Along with the talent in-house, O’Brien and Gaine knew there’d be a common belief system to build off of.
“Alignment’s big,” O’Brien says. “Brian having worked for coach [Bill] Parcells, and myself having worked for Coach [Bill] Belichick, there are a lot of differences obviously, but there’s also some things that we both believe in—the draft, what type of players we want, what type of culture we want. We’re both from the Northeast, we grew up in the business in a similar way.”
So what are they looking for? It’s straight out of the Belichick/Parcells playbook. Gaine worked to tighten height/weight/speed parameters for each position—Parcells used to say, “If you keep making exceptions, you’ll wind up with a team full of them”—and the two emphasized a personality profile they wanted in players. That applied, as O’Brien explained it to me, in the reworking of the offensive line. Gaine knew Seantrel Henderson from his year in Bufffalo, and his assessment matched what former Bills coach/O’Brien buddy Doug Marrone had said to O’Brien in the past. Both guys liked the center/guard versatility of Chiefs free agent Zach Fulton. And they were in agreement too, watching ex-Saint Senio Kelemete.
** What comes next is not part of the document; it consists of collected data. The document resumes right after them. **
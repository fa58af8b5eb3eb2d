//! Reduces a model reply to a single question.
//!
//! Models asked for "one question" still return lists or several questions
//! in one line often enough that the reply is never used verbatim.

/// Returns the first question contained in `reply`.
///
/// - Text separated by a blank line: keep the first block.
/// - More than two lines: take the first line containing `?` or starting with
///   a `N.` number (else the first non-empty line), drop the numbering and cut
///   after the first `?`.
/// - A single line holding several `?`: cut after the first.
pub fn extract_single_question(reply: &str) -> String {
    let text = reply.trim();

    if let Some((first, _)) = text.split_once("\n\n") {
        return first.trim().to_string();
    }

    if text.split('\n').count() > 2 {
        let lines: Vec<&str> = text.split('\n').filter(|l| !l.trim().is_empty()).collect();
        let chosen = lines
            .iter()
            .find(|l| l.contains('?') || is_numbered(l))
            .or_else(|| lines.first());

        return match chosen {
            Some(line) => cut_after_first_question_mark(strip_numbering(line.trim())),
            None => text.to_string(),
        };
    }

    match text.find('?') {
        Some(pos) if text[pos + 1..].contains('?') => text[..=pos].trim().to_string(),
        _ => text.to_string(),
    }
}

fn is_numbered(line: &str) -> bool {
    let digits = line.chars().take_while(char::is_ascii_digit).count();
    digits > 0 && line[digits..].starts_with('.')
}

fn strip_numbering(line: &str) -> &str {
    if is_numbered(line) {
        let digits = line.chars().take_while(char::is_ascii_digit).count();
        line[digits + 1..].trim_start()
    } else {
        line
    }
}

fn cut_after_first_question_mark(line: &str) -> String {
    match line.find('?') {
        Some(pos) => line[..=pos].trim().to_string(),
        None => line.trim().to_string(),
    }
}
pub mod health;
pub mod middleware;

use axum::{
    routing::{get, post},
    Router,
};

use crate::interview::handlers;
use crate::state::AppState;

pub fn build_router(state: AppState) -> Router {
    Router::new()
        .route("/health", get(health::health_handler))
        // Interview API
        .route("/api/v1/interviews", post(handlers::handle_create_interview))
        .route(
            "/api/v1/interviews/reports",
            get(handlers::handle_list_reports),
        )
        .route(
            "/api/v1/interviews/:id/turns",
            post(handlers::handle_submit_turn),
        )
        .route(
            "/api/v1/interviews/:id/report",
            get(handlers::handle_get_report),
        )
        .route(
            "/api/v1/interviews/:id/report/regenerate",
            post(handlers::handle_regenerate_report),
        )
        // Home screen read models
        .route("/api/v1/interview/records", get(handlers::handle_records))
        .route(
            "/api/v1/interview/score-trend",
            get(handlers::handle_score_trend),
        )
        .layer(axum::middleware::from_fn(middleware::request_id))
        .with_state(state)
}

#[cfg(test)]
mod tests {
    use std::sync::Arc;

    use axum::{
        body::{to_bytes, Body},
        http::{Request, StatusCode},
        response::Response,
    };
    use serde_json::{json, Value};
    use tower::util::ServiceExt;

    use super::*;
    use crate::ai::testing::{ScriptedQuestions, ScriptedReports};
    use crate::interview::{InterviewOrchestrator, QueryProjections};
    use crate::report::{ReportPipeline, ReportQueue};
    use crate::store::InMemorySessionStore;

    fn app() -> Router {
        let store = Arc::new(InMemorySessionStore::new());
        let pipeline = Arc::new(ReportPipeline::new(store.clone(), ScriptedReports::new()));
        let queue = Arc::new(ReportQueue::start(pipeline, 1, 8));
        let state = AppState {
            orchestrator: Arc::new(InterviewOrchestrator::new(
                store.clone(),
                ScriptedQuestions::new(),
                queue,
            )),
            projections: Arc::new(QueryProjections::new(store)),
        };
        build_router(state)
    }

    fn post_json(uri: &str, user: Option<&str>, body: Value) -> Request<Body> {
        let mut builder = Request::builder()
            .method("POST")
            .uri(uri)
            .header("content-type", "application/json");
        if let Some(user) = user {
            builder = builder.header("x-user-id", user);
        }
        builder.body(Body::from(body.to_string())).unwrap()
    }

    fn get(uri: &str) -> Request<Body> {
        Request::builder().uri(uri).body(Body::empty()).unwrap()
    }

    async fn body_json(response: Response) -> Value {
        let bytes = to_bytes(response.into_body(), usize::MAX).await.unwrap();
        serde_json::from_slice(&bytes).unwrap()
    }

    fn start_body() -> Value {
        json!({ "mainTopicId": "backend", "subTopicIds": ["nestjs"] })
    }

    fn turn_body(turn_index: i32) -> Value {
        json!({
            "turnIndex": turn_index,
            "answerText": format!("answer {turn_index}"),
            "answerDuration": 20.5,
            "voiceMetrics": { "avgVolume": 0.5 }
        })
    }

    async fn start(app: &Router, user: Option<&str>) -> String {
        let response = app
            .clone()
            .oneshot(post_json("/api/v1/interviews", user, start_body()))
            .await
            .unwrap();
        assert_eq!(response.status(), StatusCode::OK);
        body_json(response).await["data"]["interviewId"]
            .as_str()
            .unwrap()
            .to_string()
    }

    #[tokio::test]
    async fn test_health() {
        let response = app().oneshot(get("/health")).await.unwrap();
        assert_eq!(response.status(), StatusCode::OK);
        assert_eq!(body_json(response).await["status"], "ok");
    }

    #[tokio::test]
    async fn test_create_interview_envelope() {
        let response = app()
            .oneshot(post_json("/api/v1/interviews", None, start_body()))
            .await
            .unwrap();
        assert_eq!(response.status(), StatusCode::OK);
        let request_id = response.headers()["x-request-id"].to_str().unwrap().to_string();
        assert!(request_id.starts_with("req_"));

        let body = body_json(response).await;
        assert_eq!(body["success"], true);
        assert_eq!(body["meta"]["requestId"], request_id.as_str());
        let data = &body["data"];
        assert!(data["interviewId"].as_str().unwrap().starts_with("intv_"));
        assert_eq!(data["status"], "IN_PROGRESS");
        assert_eq!(data["turnIndex"], 1);
        assert_eq!(data["topics"]["main"], json!({ "id": "backend", "label": "backend" }));
        assert_eq!(data["firstQuestion"]["text"], "Base question 1?");
    }

    #[tokio::test]
    async fn test_errors_carry_code_and_request_id() {
        let request = Request::builder()
            .method("POST")
            .uri("/api/v1/interviews/intv_missing/turns")
            .header("content-type", "application/json")
            .header("x-request-id", "req_fixed")
            .body(Body::from(turn_body(1).to_string()))
            .unwrap();
        let response = app().oneshot(request).await.unwrap();
        assert_eq!(response.status(), StatusCode::NOT_FOUND);
        assert_eq!(response.headers()["x-request-id"], "req_fixed");

        let body = body_json(response).await;
        assert_eq!(body["success"], false);
        assert_eq!(body["error"]["code"], "NOT_FOUND");
        assert_eq!(body["meta"]["requestId"], "req_fixed");
    }

    #[tokio::test]
    async fn test_bad_bodies_are_validation_errors() {
        let app = app();
        let response = app
            .clone()
            .oneshot(post_json("/api/v1/interviews", None, json!({ "mainTopicId": "backend" })))
            .await
            .unwrap();
        assert_eq!(response.status(), StatusCode::BAD_REQUEST);
        assert_eq!(body_json(response).await["error"]["code"], "VALIDATION_ERROR");

        let id = start(&app, None).await;
        let response = app
            .oneshot(post_json(
                &format!("/api/v1/interviews/{id}/turns"),
                None,
                json!({ "turnIndex": 1 }),
            ))
            .await
            .unwrap();
        assert_eq!(response.status(), StatusCode::BAD_REQUEST);
        assert_eq!(body_json(response).await["error"]["code"], "VALIDATION_ERROR");
    }

    #[tokio::test]
    async fn test_turn_order_and_ownership() {
        let app = app();
        let id = start(&app, Some("42")).await;
        let uri = format!("/api/v1/interviews/{id}/turns");

        let response = app
            .clone()
            .oneshot(post_json(&uri, Some("7"), turn_body(1)))
            .await
            .unwrap();
        assert_eq!(response.status(), StatusCode::FORBIDDEN);

        let response = app
            .clone()
            .oneshot(post_json(&uri, Some("42"), turn_body(3)))
            .await
            .unwrap();
        assert_eq!(response.status(), StatusCode::CONFLICT);
        assert_eq!(body_json(response).await["error"]["code"], "SEQUENCE_MISMATCH");

        let response = app
            .oneshot(post_json(&uri, Some("42"), turn_body(1)))
            .await
            .unwrap();
        assert_eq!(response.status(), StatusCode::OK);
        let data = body_json(response).await["data"].clone();
        assert_eq!(data["nextTurnIndex"], 2);
        assert_eq!(data["nextQuestion"]["type"], "base");
        assert_eq!(data["remainingFollowupCount"], 2);
    }

    #[tokio::test]
    async fn test_full_interview_produces_report() {
        let app = app();
        let id = start(&app, None).await;
        for turn in 1..=10 {
            let response = app
                .clone()
                .oneshot(post_json(&format!("/api/v1/interviews/{id}/turns"), None, turn_body(turn)))
                .await
                .unwrap();
            assert_eq!(response.status(), StatusCode::OK);
            if turn == 10 {
                let data = body_json(response).await["data"].clone();
                assert_eq!(data["status"], "ANALYZING");
                assert!(data["nextQuestion"].is_null());
                assert!(data["nextTurnIndex"].is_null());
            }
        }

        let mut report = Value::Null;
        for _ in 0..200 {
            let response = app
                .clone()
                .oneshot(get(&format!("/api/v1/interviews/{id}/report")))
                .await
                .unwrap();
            report = body_json(response).await["data"].clone();
            if report["interviewStatus"] == "DONE" {
                break;
            }
            tokio::time::sleep(std::time::Duration::from_millis(5)).await;
        }
        assert_eq!(report["interviewStatus"], "DONE");
        assert_eq!(report["report"]["status"], "done");
        assert_eq!(report["report"]["totalScore"], 78.0);
        assert_eq!(report["report"]["view"]["record"]["turns"].as_array().unwrap().len(), 10);

        let response = app
            .clone()
            .oneshot(get("/api/v1/interview/records"))
            .await
            .unwrap();
        let records = body_json(response).await["data"].clone();
        assert_eq!(records[0]["questionProgress"], "10/10 questions answered");
        assert_eq!(records[0]["metrics"]["logic"], 20.0);

        let response = app
            .clone()
            .oneshot(get("/api/v1/interviews/reports?page=1&size=5"))
            .await
            .unwrap();
        let page = body_json(response).await["data"].clone();
        assert_eq!(page["page"]["totalItems"], 1);
        assert_eq!(page["items"][0]["reportStatus"], "done");

        let response = app
            .clone()
            .oneshot(post_json(&format!("/api/v1/interviews/{id}/report/regenerate"), None, json!({})))
            .await
            .unwrap();
        assert_eq!(response.status(), StatusCode::OK);
        assert_eq!(body_json(response).await["data"]["status"], "ANALYZING");

        let response = app.oneshot(get("/api/v1/interview/score-trend")).await.unwrap();
        assert_eq!(response.status(), StatusCode::OK);
    }

    #[tokio::test]
    async fn test_regenerate_in_progress_is_conflict() {
        let app = app();
        let id = start(&app, None).await;
        let response = app
            .oneshot(post_json(&format!("/api/v1/interviews/{id}/report/regenerate"), None, json!({})))
            .await
            .unwrap();
        assert_eq!(response.status(), StatusCode::CONFLICT);
        assert_eq!(body_json(response).await["error"]["code"], "INVALID_STATE");
    }
}
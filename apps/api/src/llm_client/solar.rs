//! Upstage Solar adapter. Solar speaks the Chat Completions dialect directly.

use async_trait::async_trait;

use super::chat::{self, TokenLimitField};
use super::{CompletionBackend, CompletionRequest, LlmClient, LlmError};

pub struct SolarBackend {
    client: LlmClient,
    model: String,
}

impl SolarBackend {
    pub fn new(client: LlmClient, model: String) -> Self {
        Self { client, model }
    }
}

#[async_trait]
impl CompletionBackend for SolarBackend {
    async fn complete(&self, request: &CompletionRequest<'_>) -> Result<String, LlmError> {
        chat::complete(
            &self.client,
            &self.model,
            request,
            TokenLimitField::MaxTokens,
            true,
        )
        .await
    }

    fn model(&self) -> &str {
        &self.model
    }
}
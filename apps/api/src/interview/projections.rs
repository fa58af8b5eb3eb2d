//! Read-side folds over stored sessions and reports.

use std::collections::HashMap;
use std::sync::Arc;

use chrono::{DateTime, Utc};
use serde::Serialize;
use serde_json::Value;

use super::policy::MAX_TURNS;
use crate::errors::AppError;
use crate::models::interview::{Report, ReportStatus, SessionStatus};
use crate::report::view::{self, ReportView};
use crate::store::{CompletedSession, OwnerScope, SessionStore};

pub const DEFAULT_PAGE_SIZE: i64 = 10;
pub const MAX_PAGE_SIZE: i64 = 100;

// ─── Shapes ──────────────────────────────────────────────────────────────────

#[derive(Debug, Clone, Serialize)]
#[serde(rename_all = "camelCase")]
pub struct ReportEnvelope {
    pub interview_id: String,
    pub title: Option<String>,
    pub interview_status: SessionStatus,
    /// `None` until the interview has been completed once.
    pub report: Option<ReportDetail>,
}

#[derive(Debug, Clone, Serialize)]
#[serde(rename_all = "camelCase")]
pub struct ReportDetail {
    pub status: ReportStatus,
    #[serde(skip_serializing_if = "Option::is_none")]
    pub total_score: Option<f64>,
    #[serde(skip_serializing_if = "Option::is_none")]
    pub duration_sec: Option<i32>,
    pub model: Option<String>,
    pub prompt_version: Option<String>,
    pub generated_at: Option<DateTime<Utc>>,
    #[serde(skip_serializing_if = "Option::is_none")]
    pub result: Option<Value>,
    #[serde(skip_serializing_if = "Option::is_none")]
    pub error_message: Option<String>,
    pub view: ReportView,
}

#[derive(Debug, Clone, Serialize)]
#[serde(rename_all = "camelCase")]
pub struct ReportListItem {
    pub interview_id: String,
    pub title: Option<String>,
    pub interview_status: SessionStatus,
    pub report_status: Option<ReportStatus>,
    pub total_score: Option<f64>,
    pub generated_at: Option<DateTime<Utc>>,
    pub created_at: DateTime<Utc>,
}

#[derive(Debug, Clone, PartialEq, Serialize)]
#[serde(rename_all = "camelCase")]
pub struct PageMeta {
    pub number: i64,
    pub size: i64,
    pub total_items: i64,
    pub total_pages: i64,
    pub has_next: bool,
    pub has_prev: bool,
}

impl PageMeta {
    pub fn new(number: i64, size: i64, total_items: i64) -> Self {
        let total_pages = if size > 0 { (total_items + size - 1) / size } else { 0 };
        Self {
            number,
            size,
            total_items,
            total_pages,
            has_next: number < total_pages,
            has_prev: number > 1,
        }
    }
}

#[derive(Debug, Clone, Serialize)]
#[serde(rename_all = "camelCase")]
pub struct ReportPage {
    pub items: Vec<ReportListItem>,
    pub page: PageMeta,
}

#[derive(Debug, Clone, Serialize)]
#[serde(rename_all = "camelCase")]
pub struct InterviewRecord {
    pub id: String,
    pub score: f64,
    pub date: String,
    pub duration: String,
    pub question_progress: String,
    pub strengths: Vec<String>,
    pub improvements: Vec<String>,
    pub metrics: RecordMetrics,
}

/// Competency scores under the names the home screen uses.
#[derive(Debug, Clone, Default, PartialEq, Serialize)]
#[serde(rename_all = "camelCase")]
pub struct RecordMetrics {
    pub logic: f64,
    pub clarity: f64,
    pub eye_contact: f64,
    pub voice: f64,
    pub star: f64,
    pub time: f64,
}

#[derive(Debug, Clone, PartialEq, Serialize)]
pub struct TrendPoint {
    pub date: String,
    pub score: f64,
}

// ─── Queries ─────────────────────────────────────────────────────────────────

pub struct QueryProjections {
    store: Arc<dyn SessionStore>,
}

impl QueryProjections {
    pub fn new(store: Arc<dyn SessionStore>) -> Self {
        Self { store }
    }

    pub async fn get_report(
        &self,
        session_id: &str,
        caller: Option<&str>,
    ) -> Result<ReportEnvelope, AppError> {
        let data = self
            .store
            .load_session(session_id)
            .await?
            .ok_or_else(|| AppError::NotFound(format!("Interview not found: {session_id}")))?;
        if data.session.is_owned_by_other(caller) {
            return Err(AppError::Forbidden);
        }

        let report = data.report.as_ref().map(|report| ReportDetail {
            status: report.status,
            total_score: report.total_score,
            duration_sec: report.duration_sec,
            model: report.model.clone(),
            prompt_version: report.prompt_version.clone(),
            generated_at: report.generated_at,
            result: report.result.clone(),
            error_message: report.error_message.clone(),
            view: view::normalize(&data),
        });

        Ok(ReportEnvelope {
            interview_id: data.session.session_id.clone(),
            title: data.session.title.clone(),
            interview_status: data.session.status,
            report,
        })
    }

    /// `page` is 1-based. Out-of-range values are rejected rather than clamped.
    pub async fn list_reports(
        &self,
        owner: OwnerScope<'_>,
        page: Option<i64>,
        size: Option<i64>,
    ) -> Result<ReportPage, AppError> {
        let page = page.unwrap_or(1);
        let size = size.unwrap_or(DEFAULT_PAGE_SIZE);
        if page < 1 {
            return Err(AppError::Validation("page must be at least 1".to_string()));
        }
        if !(1..=MAX_PAGE_SIZE).contains(&size) {
            return Err(AppError::Validation(format!(
                "size must be between 1 and {MAX_PAGE_SIZE}"
            )));
        }

        let offset = (page - 1)
            .checked_mul(size)
            .ok_or_else(|| AppError::Validation("page is out of range".to_string()))?;

        let (total, listings) = self.store.list_sessions(owner, offset, size).await?;

        let items = listings
            .into_iter()
            .map(|listing| {
                let report = listing.report.as_ref();
                ReportListItem {
                    interview_id: listing.session.session_id,
                    title: listing.session.title,
                    interview_status: listing.session.status,
                    report_status: report.map(|r| r.status),
                    total_score: report.and_then(score_of),
                    generated_at: report.and_then(|r| r.generated_at),
                    created_at: listing.session.started_at,
                }
            })
            .collect();

        Ok(ReportPage {
            items,
            page: PageMeta::new(page, size, total),
        })
    }

    /// Done reports, newest first.
    pub async fn records(&self, owner: OwnerScope<'_>) -> Result<Vec<InterviewRecord>, AppError> {
        let completed = self.store.completed_sessions(owner).await?;
        Ok(completed.iter().map(to_record).collect())
    }

    /// Done reports, oldest first.
    pub async fn score_trend(&self, owner: OwnerScope<'_>) -> Result<Vec<TrendPoint>, AppError> {
        let completed = self.store.completed_sessions(owner).await?;
        Ok(completed
            .iter()
            .rev()
            .map(|c| TrendPoint {
                date: point_date(c).format("%m/%d").to_string(),
                score: score_of(&c.report).unwrap_or(0.0),
            })
            .collect())
    }
}

// ─── Folds ───────────────────────────────────────────────────────────────────

/// The score column, else a score embedded in the stored result.
fn score_of(report: &Report) -> Option<f64> {
    report
        .total_score
        .filter(|s| s.is_finite())
        .or_else(|| {
            let result = view::as_object(report.result.as_ref());
            view::lenient_number(result.and_then(|r| r.get("totalScore")))
        })
}

fn point_date(completed: &CompletedSession) -> DateTime<Utc> {
    completed
        .report
        .generated_at
        .unwrap_or(completed.session.started_at)
}

fn to_record(completed: &CompletedSession) -> InterviewRecord {
    let report = &completed.report;
    let result = view::as_object(report.result.as_ref());
    let duration_sec = report
        .duration_sec
        .or_else(|| completed.session.elapsed_secs())
        .unwrap_or(0);

    InterviewRecord {
        id: completed.session.session_id.clone(),
        score: score_of(report).unwrap_or(0.0),
        date: point_date(completed).format("%Y-%m-%d").to_string(),
        duration: format_duration(duration_sec),
        question_progress: format!(
            "{}/{MAX_TURNS} questions answered",
            completed.answered_turns
        ),
        strengths: view::string_list(result.and_then(|r| r.get("strengths"))),
        improvements: view::string_list(result.and_then(|r| r.get("weaknesses"))),
        metrics: record_metrics(report.result.as_ref()),
    }
}

/// `"<m>m <ss>s"`
pub fn format_duration(duration_sec: i32) -> String {
    let secs = duration_sec.max(0);
    format!("{}m {:02}s", secs / 60, secs % 60)
}

fn record_metrics(result: Option<&Value>) -> RecordMetrics {
    let items = view::as_object(result)
        .and_then(|r| view::as_object(r.get("competencies")))
        .and_then(|c| c.get("items"))
        .and_then(Value::as_array);

    let mut scores: HashMap<&str, f64> = HashMap::new();
    for item in items.into_iter().flatten().filter_map(Value::as_object) {
        if let Some(key) = item.get("key").and_then(Value::as_str) {
            scores.insert(key, view::lenient_number(item.get("score")).unwrap_or(0.0));
        }
    }
    let score = |key: &str| scores.get(key).copied().unwrap_or(0.0);

    RecordMetrics {
        logic: score("LOGIC"),
        clarity: score("SPECIFICITY"),
        eye_contact: score("EYE_CONTACT"),
        voice: score("VOICE_TONE"),
        star: score("STAR_METHOD"),
        time: score("TIME_MANAGEMENT"),
    }
}
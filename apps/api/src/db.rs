use anyhow::{Context, Result};
use sqlx::postgres::PgPoolOptions;
use sqlx::PgPool;
use tracing::info;

/// Creates a PostgreSQL connection pool and applies pending migrations.
pub async fn create_pool(database_url: &str) -> Result<PgPool> {
    info!("Connecting to PostgreSQL...");

    let pool = PgPoolOptions::new()
        .max_connections(10)
        .connect(database_url)
        .await?;

    info!("PostgreSQL connection pool established");

    sqlx::migrate!("./migrations")
        .run(&pool)
        .await
        .context("Failed to apply database migrations")?;

    info!("Database migrations applied");
    Ok(pool)
}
“We have our disagreements, which is healthy, “ O’Brien says. “But then we go and watch the film together and come to a conclusion, and I think that’s important. … Part of it’s our friendship—we’re very good friends, our families know each other, it’s easy. It’s very comfortable for me to go to his office, knock on the door and say, ‘Hey, let’s talk about this.’ And the same goes for him.”
The results are already apparent to the players, especially when it comes to the most obvious intangible trait that O’Brien and Gaine are looking for.
“You bring in a guy like Tyrann [Mathieu], that’s obviously a big move for us. You have a guy like Deshaun. I don’t think we’ve seen the extent of what it’s going to be, but you can start to see it,” Watt told me. “I think the No. 1 thing they want is guys who love football. That’s probably the biggest thing you can see, they want guys who want to be on the field, want to play the game, want to work in practice and get better. That’s how you’re going to win.”
Whether this will take the Texans to another level of success is yet to be seen. What’s already clear, though, is how the organization is moving forward in lockstep with a pretty defined model in mind. Gaine points to watching ex-Jets personnel chief Dick Haley and Parcells work in tandem as a young scout in the ’90s, and believes that is his ideal for the relationship: The personnel people getting players specifically for the coaches, rather than just throwing talent at them. And O’Brien saw Scott Pioli and Nick Caserio carrying out their roster building similarly for Belichick from 2007-11.
Their early moves have produced a team that’s bigger, longer and stronger based on, as Gaine puts it, “how we wanted our team to physically look,” with more athleticism at the skill spots. And again, while it’s hard to say where all of this goes, it’s easy to see how healthy this place has become. It’s not hard to see why, either.